Secondo un rapporto presentato dalla Confindustria nautica, nel 2017 il fatturato globale del settore in Italia è stato di 3,88 miliardi di euro, +12,8% sul 2016 (+60% se confrontato con i 2,43 miliardi del 2013). L’Italia si conferma di gran lunga il leader mondiale del settore. Nel 2017 sono stati 353 gli yacht in costruzione, più di quanto si costruisce nell’insieme dei sette Paesi che seguono l’Italia nella classifica mondiale dei Paesi costruttori. La produzione nazionale vale 3,2 miliardi, di cui il 75,6% viene dall’export, mentre il mercato italiano vale 1,34 miliardi. Il comparto, ad oggi, registra 19.600 addetti effettivi.

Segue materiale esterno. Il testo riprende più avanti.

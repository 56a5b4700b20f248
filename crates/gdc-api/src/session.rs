// Copyright (c) 2025 Geoffrey Huntley <ghuntley@ghuntley.com>. All rights reserved.
// SPDX-License-Identifier: Proprietary

//! Token state shared by every request of one client.

use std::sync::RwLock;

use gdc_common_secret::SecretString;

use crate::cookies;

#[derive(Debug, Default)]
struct Tokens {
	sst: Option<SecretString>,
	tt: Option<SecretString>,
	generation: u64,
}

/// The SST/TT pair plus a generation counter bumped on every stored TT.
///
/// Only login, logout and the renewal routine write here.
#[derive(Debug, Default)]
pub struct TokenStore {
	tokens: RwLock<Tokens>,
}

/// Cookie header and the TT generation it was built from.
#[derive(Debug, Clone, PartialEq, Eq)]
pub struct Snapshot {
	pub cookie: Option<String>,
	pub generation: u64,
}

impl TokenStore {
	pub fn new() -> Self {
		Self::default()
	}

	pub fn snapshot(&self) -> Snapshot {
		let tokens = self.read();
		Snapshot {
			cookie: cookies::compose(
				tokens.sst.as_ref().map(|s| s.expose().as_str()),
				tokens.tt.as_ref().map(|s| s.expose().as_str()),
			),
			generation: tokens.generation,
		}
	}

	pub fn is_logged_in(&self) -> bool {
		self.read().sst.is_some()
	}

	pub fn generation(&self) -> u64 {
		self.read().generation
	}

	/// Stores a new SST. The TT always goes with it.
	pub fn set_sst(&self, sst: Option<SecretString>) {
		let mut tokens = self.write();
		tokens.sst = sst;
		tokens.tt = None;
	}

	pub fn set_tt(&self, tt: SecretString) {
		let mut tokens = self.write();
		tokens.tt = Some(tt);
		tokens.generation += 1;
	}

	pub fn clear_tt(&self) {
		self.write().tt = None;
	}

	pub fn clear(&self) {
		self.set_sst(None);
	}

	// A poisoned lock only means a writer panicked mid-assignment of an Option;
	// the value is still usable.
	fn read(&self) -> std::sync::RwLockReadGuard<'_, Tokens> {
		self.tokens.read().unwrap_or_else(|e| e.into_inner())
	}

	fn write(&self) -> std::sync::RwLockWriteGuard<'_, Tokens> {
		self.tokens.write().unwrap_or_else(|e| e.into_inner())
	}
}
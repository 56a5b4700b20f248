// Copyright (c) 2025 Geoffrey Huntley <ghuntley@ghuntley.com>. All rights reserved.
// SPDX-License-Identifier: Proprietary

//! Auth cookie composition and extraction.

use http::header::SET_COOKIE;
use http::HeaderMap;

/// Cookie carrying the long-lived super-secured token.
pub const SST_COOKIE: &str = "GDCAuthSST";
/// Cookie carrying the short-lived temporary token.
pub const TT_COOKIE: &str = "GDCAuthTT";

/// Builds the `Cookie` request header value. Absent tokens are omitted.
pub fn compose(sst: Option<&str>, tt: Option<&str>) -> Option<String> {
	let parts: Vec<String> = [(SST_COOKIE, sst), (TT_COOKIE, tt)]
		.into_iter()
		.filter_map(|(name, value)| value.map(|v| format!("{name}={v}")))
		.collect();
	if parts.is_empty() {
		None
	} else {
		Some(parts.join("; "))
	}
}

/// Finds `name=` in any `Set-Cookie` header and returns its value up to the
/// first `;` or space. Empty values count as absent.
pub fn extract(headers: &HeaderMap, name: &str) -> Option<String> {
	headers
		.get_all(SET_COOKIE)
		.iter()
		.filter_map(|value| value.to_str().ok())
		.find_map(|value| extract_from(value, name))
}

/// Cookie names match case-insensitively. ASCII lowercasing keeps byte
/// offsets, so the match position indexes the original header.
fn extract_from(header: &str, name: &str) -> Option<String> {
	let needle = format!("{name}=").to_ascii_lowercase();
	let start = header.to_ascii_lowercase().find(&needle)? + needle.len();
	let value: String = header[start..]
		.chars()
		.take_while(|c| *c != ';' && *c != ' ')
		.collect();
	if value.is_empty() {
		None
	} else {
		Some(value)
	}
}
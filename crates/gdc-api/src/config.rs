// Copyright (c) 2025 Geoffrey Huntley <ghuntley@ghuntley.com>. All rights reserved.
// SPDX-License-Identifier: Proprietary

//! Client configuration and validation.

use std::str::FromStr;
use std::time::Duration;

use crate::error::{ApiError, Result};

/// Default HTTPS port.
pub const DEFAULT_PORT: u16 = 443;
/// Default delay between two poll requests for asynchronous tasks.
pub const DEFAULT_POLL_INTERVAL: Duration = Duration::from_millis(1000);
/// Default timeout for a single HTTP request.
pub const DEFAULT_REQUEST_TIMEOUT: Duration = Duration::from_secs(30);

/// Configuration for a [`GdcClient`](crate::GdcClient).
///
/// Construct with [`ApiConfig::new`] or parse a connection string
/// (`domain@host:port`, `domain@host`, `host:port` or `host`):
///
/// ```
/// use gdc_api::ApiConfig;
///
/// let config: ApiConfig = "acme@secure.example.com:8443".parse().unwrap();
/// assert_eq!(config.domain.as_deref(), Some("acme"));
/// assert_eq!(config.port, 8443);
/// ```
#[derive(Debug, Clone, PartialEq)]
pub struct ApiConfig {
	/// Remote server hostname.
	pub hostname: String,
	/// Remote server port.
	pub port: u16,
	/// Organization domain, needed to create users.
	pub domain: Option<String>,
	/// Delay between poll requests while the server answers 202.
	pub poll_interval: Duration,
	/// Emit a debug event for every request and response.
	pub debug: bool,
	/// Timeout for a single HTTP request.
	pub request_timeout: Duration,
	/// Use `https` (default) or plain `http`.
	pub tls: bool,
	/// Accept self-signed certificates (development backends).
	pub accept_invalid_certs: bool,
}

impl ApiConfig {
	/// Creates a configuration for `hostname` with default settings.
	pub fn new(hostname: impl Into<String>) -> Self {
		Self {
			hostname: hostname.into(),
			port: DEFAULT_PORT,
			domain: None,
			poll_interval: DEFAULT_POLL_INTERVAL,
			debug: false,
			request_timeout: DEFAULT_REQUEST_TIMEOUT,
			tls: true,
			accept_invalid_certs: false,
		}
	}

	/// Checks hostname and port.
	pub fn validate(&self) -> Result<()> {
		validate_hostname(&self.hostname)?;
		if self.port == 0 {
			return Err(ApiError::Configuration(
				"Invalid port number: 0".to_string(),
			));
		}
		if let Some(domain) = &self.domain {
			if domain.is_empty() {
				return Err(ApiError::Configuration("domain must not be empty".to_string()));
			}
		}
		Ok(())
	}

	/// Base URL every relative request path is appended to.
	pub fn base_url(&self) -> String {
		let scheme = if self.tls { "https" } else { "http" };
		format!("{scheme}://{}:{}", self.hostname, self.port)
	}
}

/// Parses a port given as text.
pub fn parse_port(value: &str) -> Result<u16> {
	match value.parse::<u16>() {
		Ok(port) if port > 0 => Ok(port),
		_ => Err(ApiError::Configuration(format!(
			"Invalid port number: {value}"
		))),
	}
}

fn validate_hostname(hostname: &str) -> Result<()> {
	let valid = !hostname.is_empty()
		&& hostname
			.chars()
			.all(|c| c.is_ascii_alphanumeric() || matches!(c, '_' | '.' | '-'));
	if valid {
		Ok(())
	} else {
		Err(ApiError::Configuration(format!(
			"Invalid hostname: {hostname}"
		)))
	}
}

fn is_domain_char(c: char) -> bool {
	c.is_ascii_alphabetic() || matches!(c, '_' | '-')
}

impl FromStr for ApiConfig {
	type Err = ApiError;

	fn from_str(s: &str) -> Result<Self> {
		let invalid = || ApiError::Configuration(format!("Invalid configuration string: {s}"));

		let (domain, rest) = match s.split_once('@') {
			Some((domain, rest)) => {
				if domain.is_empty() || !domain.chars().all(is_domain_char) {
					return Err(invalid());
				}
				(Some(domain.to_string()), rest)
			}
			None => (None, s),
		};

		let (host, port) = match rest.split_once(':') {
			Some((host, port)) => {
				if port.is_empty() || !port.chars().all(|c| c.is_ascii_alphanumeric()) {
					return Err(invalid());
				}
				(host, parse_port(port)?)
			}
			None => (rest, DEFAULT_PORT),
		};

		validate_hostname(host).map_err(|_| invalid())?;

		let mut config = ApiConfig::new(host);
		config.port = port;
		config.domain = domain;
		Ok(config)
	}
}

#[cfg(test)]
mod tests {
	use super::*;
	use proptest::prelude::*;

	#[test]
	fn defaults() {
		let config = ApiConfig::new("secure.example.com");
		assert_eq!(config.port, 443);
		assert_eq!(config.poll_interval, Duration::from_millis(1000));
		assert!(!config.debug);
		assert!(config.tls);
		assert!(config.validate().is_ok());
		assert_eq!(config.base_url(), "https://secure.example.com:443");
	}

	#[test]
	fn plain_http_base_url() {
		let mut config = ApiConfig::new("127.0.0.1");
		config.tls = false;
		config.port = 8080;
		assert_eq!(config.base_url(), "http://127.0.0.1:8080");
	}

	#[test]
	fn rejects_bad_hostname() {
		let config = ApiConfig::new("exa mple.com");
		assert!(matches!(config.validate(), Err(ApiError::Configuration(_))));
		assert!(ApiConfig::new("").validate().is_err());
		assert!(ApiConfig::new("https://x.com").validate().is_err());
	}

	#[test]
	fn rejects_zero_port() {
		let mut config = ApiConfig::new("example.com");
		config.port = 0;
		assert!(matches!(config.validate(), Err(ApiError::Configuration(_))));
	}

	#[test]
	fn parses_every_connection_string_form() {
		let full: ApiConfig = "acme@host.example.com:8443".parse().unwrap();
		assert_eq!(full.domain.as_deref(), Some("acme"));
		assert_eq!(full.hostname, "host.example.com");
		assert_eq!(full.port, 8443);

		let no_port: ApiConfig = "acme@host.example.com".parse().unwrap();
		assert_eq!(no_port.port, 443);
		assert_eq!(no_port.domain.as_deref(), Some("acme"));

		let host_port: ApiConfig = "host.example.com:444".parse().unwrap();
		assert!(host_port.domain.is_none());
		assert_eq!(host_port.port, 444);

		let host: ApiConfig = "host.example.com".parse().unwrap();
		assert_eq!(host.port, 443);
		assert!(host.domain.is_none());
	}

	#[test]
	fn rejects_malformed_connection_strings() {
		for input in ["", "@host", "ac me@host", "host:", "host:abc", "host:0", "a@b@c"] {
			assert!(
				input.parse::<ApiConfig>().is_err(),
				"{input:?} should be rejected"
			);
		}
	}

	proptest! {
		#[test]
		fn any_valid_host_and_port_round_trip(
			host in "[a-z0-9][a-z0-9.-]{0,30}",
			port in 1u16..,
		) {
			let config: ApiConfig = format!("{host}:{port}").parse().unwrap();
			prop_assert_eq!(config.hostname, host);
			prop_assert_eq!(config.port, port);
		}
	}
}
// Copyright (c) 2025 Geoffrey Huntley <ghuntley@ghuntley.com>. All rights reserved.
// SPDX-License-Identifier: Proprietary

use serde_json::json;
use tracing::info;

use super::{project_object, Resource};
use crate::error::{ApiError, Result};
use crate::sequencer::Chained;

project_object!(
	/// A project role (`projectRole`).
	Role,
	"projectRole",
	"links.self"
);

impl Role {
	/// Assigns this role to the user at `user_uri`.
	pub fn add_user(&self, user_uri: impl Into<String>) -> &Self {
		let user_uri = user_uri.into();
		self.and_then(move |role| async move { role.add_user_now(&user_uri).await })
	}

	pub async fn add_user_now(&self, user_uri: &str) -> Result<()> {
		let uri = self
			.core
			.get_str("links.roleUsers")
			.ok_or(ApiError::MissingUri("addUser"))?;
		if user_uri.is_empty() {
			return Err(ApiError::InvalidArgument(
				"user must have an URI to be assigned a role".to_string(),
			));
		}

		self.client()
			.post(&uri, json!({ "associateUser": { "user": user_uri } }))
			.await?;
		info!(role = ?self.title(), user = %user_uri, "User added to role");
		Ok(())
	}
}
// Copyright (c) 2025 Geoffrey Huntley <ghuntley@ghuntley.com>. All rights reserved.
// SPDX-License-Identifier: Proprietary

//! The single-request seam between the pipeline and the network.

use std::sync::Mutex;

use async_trait::async_trait;
use http::{HeaderMap, Method};
use tracing::debug;

use crate::config::ApiConfig;
use crate::error::Result;

/// Response header carrying the server-side request id.
pub const REQUEST_ID_HEADER: &str = "X-GDC-Request";

/// One HTTP request as the pipeline hands it to a [`Transport`].
#[derive(Debug, Clone)]
pub struct TransportRequest {
	pub method: Method,
	/// Absolute URL or path relative to the configured host.
	pub path: String,
	pub headers: HeaderMap,
	/// Serialized JSON body.
	pub body: Option<String>,
	pub query: Vec<(String, String)>,
}

impl TransportRequest {
	pub fn new(method: Method, path: impl Into<String>) -> Self {
		Self {
			method,
			path: path.into(),
			headers: HeaderMap::new(),
			body: None,
			query: Vec::new(),
		}
	}
}

/// Raw response: status code, headers and body text.
#[derive(Debug, Clone, Default)]
pub struct TransportResponse {
	pub status: u16,
	pub headers: HeaderMap,
	pub body: String,
}

/// Performs exactly one HTTP exchange. Implementations never retry.
#[async_trait]
pub trait Transport: Send + Sync {
	async fn send(&self, request: TransportRequest) -> Result<TransportResponse>;

	/// Id of the most recent request as reported by the server.
	fn last_request_id(&self) -> Option<String> {
		None
	}
}

/// [`Transport`] backed by a shared `reqwest` client.
pub struct HttpTransport {
	client: reqwest::Client,
	base_url: String,
	last_request_id: Mutex<Option<String>>,
}

impl HttpTransport {
	/// Builds a transport for the configured host with the SDK User-Agent.
	pub fn new(config: &ApiConfig) -> Result<Self> {
		let client = gdc_common_http::builder()
			.timeout(config.request_timeout)
			.danger_accept_invalid_certs(config.accept_invalid_certs)
			.build()?;
		Ok(Self::with_client(client, config.base_url()))
	}

	/// Uses a caller-provided client, e.g. one with a proxy configured.
	pub fn with_client(client: reqwest::Client, base_url: impl Into<String>) -> Self {
		Self {
			client,
			base_url: base_url.into().trim_end_matches('/').to_string(),
			last_request_id: Mutex::new(None),
		}
	}

	fn url_for(&self, path: &str) -> String {
		if path.starts_with("http://") || path.starts_with("https://") {
			path.to_string()
		} else if path.starts_with('/') {
			format!("{}{}", self.base_url, path)
		} else {
			format!("{}/{}", self.base_url, path)
		}
	}
}

impl std::fmt::Debug for HttpTransport {
	fn fmt(&self, f: &mut std::fmt::Formatter<'_>) -> std::fmt::Result {
		f.debug_struct("HttpTransport")
			.field("base_url", &self.base_url)
			.finish_non_exhaustive()
	}
}

#[async_trait]
impl Transport for HttpTransport {
	async fn send(&self, request: TransportRequest) -> Result<TransportResponse> {
		let url = self.url_for(&request.path);

		let mut builder = self
			.client
			.request(request.method, &url)
			.headers(request.headers)
			.header(http::header::ACCEPT, "application/json");
		if !request.query.is_empty() {
			builder = builder.query(&request.query);
		}
		if let Some(body) = request.body {
			builder = builder
				.header(http::header::CONTENT_TYPE, "application/json")
				.body(body);
		}

		let response = builder.send().await?;
		let status = response.status().as_u16();
		let headers = response.headers().clone();

		if let Some(id) = headers
			.get(REQUEST_ID_HEADER)
			.and_then(|v| v.to_str().ok())
		{
			debug!(request_id = %id, "server request id");
			if let Ok(mut last) = self.last_request_id.lock() {
				*last = Some(id.to_string());
			}
		}

		let body = response.text().await?;
		Ok(TransportResponse {
			status,
			headers,
			body,
		})
	}

	fn last_request_id(&self) -> Option<String> {
		self.last_request_id.lock().ok().and_then(|id| id.clone())
	}
}
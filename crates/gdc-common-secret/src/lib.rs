// Copyright (c) 2025 Geoffrey Huntley <ghuntley@ghuntley.com>. All rights reserved.
// SPDX-License-Identifier: Proprietary

//! Redacting wrapper for credentials and session tokens.
//!
//! Passwords, `GDCAuthSST` and `GDCAuthTT` values are carried in
//! [`SecretString`] so they never show up in `Debug`/`Display` output,
//! tracing fields, or serialized configuration dumps.
//!
//! ```
//! use gdc_common_secret::SecretString;
//!
//! let sst = SecretString::new("abc123".to_string());
//! assert_eq!(format!("{sst}"), "[REDACTED]");
//! assert_eq!(sst.expose(), "abc123");
//! ```

use std::fmt;
use zeroize::Zeroize;

/// Placeholder printed instead of the secret value.
pub const REDACTED: &str = "[REDACTED]";

/// A value that must not leak into logs.
///
/// There is no `Deref`; callers opt in with [`Secret::expose`]. The inner
/// value is zeroized on drop.
#[derive(Zeroize)]
#[zeroize(drop)]
pub struct Secret<T>
where
	T: Zeroize,
{
	inner: T,
}

/// The common case: a secret string.
pub type SecretString = Secret<String>;

impl<T> Secret<T>
where
	T: Zeroize,
{
	pub fn new(inner: T) -> Self {
		Self { inner }
	}

	/// Access the wrapped value.
	pub fn expose(&self) -> &T {
		&self.inner
	}
}

impl SecretString {
	/// Wraps `value` unless it is empty.
	///
	/// Cookie values and CLI arguments arrive as plain strings; an empty
	/// string means "absent" for both.
	pub fn non_empty(value: impl Into<String>) -> Option<Self> {
		let value = value.into();
		if value.is_empty() {
			None
		} else {
			Some(Self::new(value))
		}
	}
}

impl<T> Clone for Secret<T>
where
	T: Zeroize + Clone,
{
	fn clone(&self) -> Self {
		Self {
			inner: self.inner.clone(),
		}
	}
}

impl<T> fmt::Debug for Secret<T>
where
	T: Zeroize,
{
	fn fmt(&self, f: &mut fmt::Formatter<'_>) -> fmt::Result {
		f.debug_tuple("Secret").field(&REDACTED).finish()
	}
}

impl<T> fmt::Display for Secret<T>
where
	T: Zeroize,
{
	fn fmt(&self, f: &mut fmt::Formatter<'_>) -> fmt::Result {
		f.write_str(REDACTED)
	}
}

impl<T> PartialEq for Secret<T>
where
	T: Zeroize + PartialEq,
{
	fn eq(&self, other: &Self) -> bool {
		self.inner == other.inner
	}
}

impl<T> Eq for Secret<T> where T: Zeroize + Eq {}

impl From<String> for SecretString {
	fn from(value: String) -> Self {
		Self::new(value)
	}
}

impl From<&str> for SecretString {
	fn from(value: &str) -> Self {
		Self::new(value.to_string())
	}
}

#[cfg(feature = "serde")]
mod serde_impl {
	use super::{Secret, REDACTED};
	use serde::{Deserialize, Deserializer, Serialize, Serializer};
	use zeroize::Zeroize;

	impl<T> Serialize for Secret<T>
	where
		T: Serialize + Zeroize,
	{
		fn serialize<S>(&self, serializer: S) -> Result<S::Ok, S::Error>
		where
			S: Serializer,
		{
			serializer.serialize_str(REDACTED)
		}
	}

	impl<'de, T> Deserialize<'de> for Secret<T>
	where
		T: Deserialize<'de> + Zeroize,
	{
		fn deserialize<D>(deserializer: D) -> Result<Self, D::Error>
		where
			D: Deserializer<'de>,
		{
			T::deserialize(deserializer).map(Secret::new)
		}
	}
}
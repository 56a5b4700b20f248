// Copyright (c) 2025 Geoffrey Huntley <ghuntley@ghuntley.com>. All rights reserved.
// SPDX-License-Identifier: Proprietary

mod commands;
mod config;

use std::path::PathBuf;
use std::sync::OnceLock;

use anyhow::{Context, Result};
use clap::{Parser, Subcommand};
use gdc_common_version::BuildInfo;
use tracing::debug;
use tracing_subscriber::EnvFilter;

use config::{FileConfig, Overrides, Settings};

/// Command line tool for the GoodData analytics platform
#[derive(Parser, Debug)]
#[command(
	name = "gdc",
	version = gdc_common_version::sdk_version(),
	long_version = long_version()
)]
struct Cli {
	/// Config file (defaults to $XDG_CONFIG_HOME/gdc/config.toml)
	#[arg(long, global = true, env = "GDC_CONFIG")]
	config: Option<PathBuf>,

	/// API hostname
	#[arg(long, global = true, env = "GDC_HOSTNAME")]
	hostname: Option<String>,

	/// API port
	#[arg(long, global = true, env = "GDC_PORT")]
	port: Option<u16>,

	/// Organization domain, required for creating users
	#[arg(long, global = true, env = "GDC_DOMAIN")]
	domain: Option<String>,

	/// Account login
	#[arg(long, short, global = true, env = "GDC_USERNAME")]
	username: Option<String>,

	/// Account password
	#[arg(long, global = true, env = "GDC_PASSWORD", hide_env_values = true)]
	password: Option<String>,

	/// Authorization token for creating projects
	#[arg(long, global = true, env = "GDC_TOKEN", hide_env_values = true)]
	token: Option<String>,

	/// Log every request and response
	#[arg(long, global = true)]
	debug: bool,

	#[command(subcommand)]
	command: Command,
}

fn long_version() -> &'static str {
	static LONG_VERSION: OnceLock<String> = OnceLock::new();
	LONG_VERSION.get_or_init(|| BuildInfo::current().long_version())
}

impl Cli {
	fn overrides(&self) -> Overrides {
		Overrides {
			hostname: self.hostname.clone(),
			port: self.port,
			domain: self.domain.clone(),
			username: self.username.clone(),
			password: self.password.clone(),
			token: self.token.clone(),
			debug: self.debug,
		}
	}
}

#[derive(Subcommand, Debug)]
enum Command {
	/// Log in and greet the user
	Login,

	/// List your projects
	Projects,

	/// List dashboards of a project
	Dashboards {
		/// Project id (defaults to the first non-demo project)
		#[arg(long)]
		project: Option<String>,
	},

	/// List metrics used on the first dashboard, or on every dashboard
	Metrics {
		#[arg(long)]
		project: Option<String>,

		/// Group metrics of every dashboard
		#[arg(long)]
		all: bool,
	},

	/// Lock the first dashboard of a project
	LockDashboard {
		#[arg(long)]
		project: Option<String>,
	},

	/// Lock the first report on the first dashboard of a project
	LockReport {
		#[arg(long)]
		project: Option<String>,
	},

	/// Create a project and delete it again unless --keep is given
	CreateProject {
		#[arg(long)]
		title: Option<String>,

		#[arg(long)]
		keep: bool,
	},

	/// Register a user in the configured domain
	CreateUser {
		/// Login of the new user (defaults to your login with a unique suffix)
		#[arg(long)]
		login: Option<String>,

		/// Password of the new user (defaults to yours)
		#[arg(long)]
		new_password: Option<String>,

		#[arg(long, default_value = "John")]
		first_name: String,

		#[arg(long, default_value = "Smith")]
		last_name: String,
	},

	/// Invite a user to a project
	Invite {
		#[arg(long)]
		project: Option<String>,

		/// Profile URI of the invited user
		#[arg(long)]
		user: String,

		/// Role title
		#[arg(long, default_value = "Editor")]
		role: String,
	},

	/// Show the server request id before and after a request
	RequestId,
}

fn init_tracing(debug: bool) -> Result<()> {
	let mut filter = EnvFilter::try_from_default_env().unwrap_or_else(|_| EnvFilter::new("info"));
	if debug {
		filter = filter.add_directive("gdc_api=debug".parse()?);
	}

	tracing_subscriber::fmt()
		.with_env_filter(filter)
		.with_writer(std::io::stderr)
		.init();
	Ok(())
}

fn load_file_config(path: Option<&PathBuf>) -> Result<FileConfig> {
	let path = match path {
		Some(path) => path.clone(),
		None => match config::default_config_path() {
			Ok(path) => path,
			Err(e) => {
				debug!(error = %e, "skipping config file");
				return Ok(FileConfig::default());
			}
		},
	};

	FileConfig::load(&path).with_context(|| format!("failed to load {}", path.display()))
}

#[tokio::main]
async fn main() -> Result<()> {
	let cli = Cli::parse();
	init_tracing(cli.debug)?;

	let file = load_file_config(cli.config.as_ref())?;
	let settings = Settings::resolve(file, cli.overrides());
	let client = settings
		.client_builder()
		.build()
		.context("invalid client configuration")?;

	commands::run(cli.command, &client, &settings).await
}
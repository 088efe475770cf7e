use serde::Serialize;

use crate::error::{ensure_arg, Result};

/// Box described by its center and size.
///
/// Ground-truth boxes carry their real center until they are handed to the
/// clustering engine; anchors and clustered boxes always sit at the origin.
#[derive(Debug, Clone, Copy, PartialEq, Default)]
pub struct BBox {
    pub cx: f64,
    pub cy: f64,
    pub w: f64,
    pub h: f64,
}

impl BBox {
    pub fn new(cx: f64, cy: f64, w: f64, h: f64) -> Self {
        Self { cx, cy, w, h }
    }

    /// Origin-centered box, the shape used for anchors and centroids.
    pub fn anchor(w: f64, h: f64) -> Self {
        Self { cx: 0.0, cy: 0.0, w, h }
    }

    /// Corner coordinates (x1, y1)-(x2, y2) to center/size.
    pub fn from_corners(x1: f64, y1: f64, x2: f64, y2: f64) -> Self {
        let w = x2 - x1;
        let h = y2 - y1;
        Self { cx: x1 + w / 2.0, cy: y1 + h / 2.0, w, h }
    }

    /// Pixel units to image-relative units.
    pub fn scale_rel(self, image: ImageSize) -> Self {
        let iw = image.width as f64;
        let ih = image.height as f64;
        Self {
            cx: self.cx / iw,
            cy: self.cy / ih,
            w: self.w / iw,
            h: self.h / ih,
        }
    }

    /// Same shape, center moved to the origin.
    pub fn at_origin(self) -> Self {
        Self::anchor(self.w, self.h)
    }

    pub fn area(&self) -> f64 {
        self.w * self.h
    }
}

/// Image dimensions in pixels, used for relative scaling.
#[derive(Debug, Clone, Copy, PartialEq, Eq, Serialize)]
pub struct ImageSize {
    pub width: u32,
    pub height: u32,
}

impl ImageSize {
    pub fn new(width: u32, height: u32) -> Result<Self> {
        ensure_arg!(width > 0, "image width must be positive");
        ensure_arg!(height > 0, "image height must be positive");
        Ok(Self { width, height })
    }
}

/// IoU of two boxes sharing the same center.
///
/// Only width and height take part: with a common center the overlap is
/// `min(w) x min(h)`. At least one of the two boxes must have a positive area.
pub fn box_iou(a: &BBox, b: &BBox) -> f64 {
    let inter = a.w.min(b.w) * a.h.min(b.h);
    let union = a.area() + b.area() - inter;
    debug_assert!(union > 0.0, "box_iou on two zero-area boxes");
    if union <= 0.0 { 0.0 } else { inter / union }
}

Alla cerimonia di inaugurazione del Salone hanno partecipato anche il vice ministro ai Trasporti Edoardo Rixi, il governatore ligure Giovanni Toti, il sindaco di Genova Marco Bucci, il sottosegretario agli Affari Esteri Manlio di Stefano, il presidente dell’agenzia Ice Michele Scannavini, il vicepresidente di Confindustria Stefan Pan e il presidente dell’Autorità di sistema portuale di Genova-Savona, Paolo Emilio Signorini: «Il Salone è la dimostrazione di quanto sia importante fare sistema, ma anche di quanto abbia sbagliato negli anni passati la politica. Negli anni cupi della crisi, la nautica ha pagato un prezzo straordinario sommando la crisi economica mondiale a scelte politiche punitive», ha detto Toti. In Italia, potrebbero nascere in futuro le prime scuole per comandanti di yacht. «In Italia - ha precisato Rixi - non si riescono a formare comandanti per grandi unità da diporto. Si trovano all’estero e non in Italia. Vogliamo trovare una soluzione e ci stiamo coordinando in tal senso con il Miur». Rixi ha aggiunto che il Nautico dimostrerà che «Genova sa andare avanti». «Come ministero - ha sottolineato - vogliamo lanciare tutto il settore della nautica, sfruttare la crescita soprattutto in termini occupazionali. L’istituzione a ottobre del registro nautico va in questa direzione ed è un’ottima notizia, anche se ci sarebbe piaciuto annunciarne già qui al Salone l’entrata in vigore». «Le aziende italiane della nautica sono un vanto nazionale a livello globale», ha detto il sottosegretario Di Stefano. «La nautica tricolore - ha spiegato - rappresenta il quinto settore di export italiano che genera l’1,5% di Pil e migliaia di posti di lavoro».